__EXERCISE BRIEF__
What is the number of lines in these entries that contain "Advanced"? State it alone.

__SOURCE MATERIAL__
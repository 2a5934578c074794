use std::fmt;

use serde::{Deserialize, Serialize};

/// A single entry in the documentation catalog (e.g. the consensus whitepaper).
#[derive(Debug, Clone, PartialEq, Eq, Serialize, Deserialize)]
pub struct DocumentRecord {
    /// Unique identifier, e.g. "api-reference"
    pub id: String,
    /// Display title, e.g. "API Reference"
    pub title: String,
    /// Relative link, passed through untouched
    pub url: String,
    /// Classification label, e.g. "Whitepaper", "Developer Guide"
    pub category: String,
    /// Short description used for matching (not the full document body)
    pub content: String,
    #[serde(default)]
    pub tags: Vec<String>,
    /// Intended readers, e.g. "developers", "researchers"
    #[serde(default)]
    pub audience: Vec<String>,
    pub difficulty: Difficulty,
}

/// Reading difficulty, ordered from easiest to hardest.
#[derive(Debug, Clone, Copy, PartialEq, Eq, PartialOrd, Ord, Hash, Serialize, Deserialize)]
#[serde(rename_all = "lowercase")]
pub enum Difficulty {
    Beginner,
    Intermediate,
    Advanced,
    Expert,
}

impl Difficulty {
    pub const ALL: [Difficulty; 4] = [
        Difficulty::Beginner,
        Difficulty::Intermediate,
        Difficulty::Advanced,
        Difficulty::Expert,
    ];

    /// Position in the fixed order: beginner=0 .. expert=3.
    pub fn rank(self) -> u8 {
        self as u8
    }

    pub fn as_str(self) -> &'static str {
        match self {
            Difficulty::Beginner => "beginner",
            Difficulty::Intermediate => "intermediate",
            Difficulty::Advanced => "advanced",
            Difficulty::Expert => "expert",
        }
    }
}

impl fmt::Display for Difficulty {
    fn fmt(&self, f: &mut fmt::Formatter<'_>) -> fmt::Result {
        f.write_str(self.as_str())
    }
}

/// Per-query knobs. `max_results: None` falls back to the engine default.
#[derive(Debug, Clone, PartialEq, Eq, Serialize, Deserialize)]
pub struct SearchOptions {
    pub audience: Option<String>,
    pub category: Option<String>,
    pub max_results: Option<usize>,
    pub include_snippets: bool,
}

impl Default for SearchOptions {
    fn default() -> Self {
        Self {
            audience: None,
            category: None,
            max_results: None,
            include_snippets: true,
        }
    }
}

/// One ranked hit, built fresh for every query.
#[derive(Debug, Clone, PartialEq, Eq, Serialize, Deserialize)]
pub struct SearchResult {
    pub document: DocumentRecord,
    pub score: u32,
    /// Distinct query tokens that contributed to the score, in query order
    pub matched_terms: Vec<String>,
    pub snippet: Option<String>,
}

__OUTPUT BELOW__
3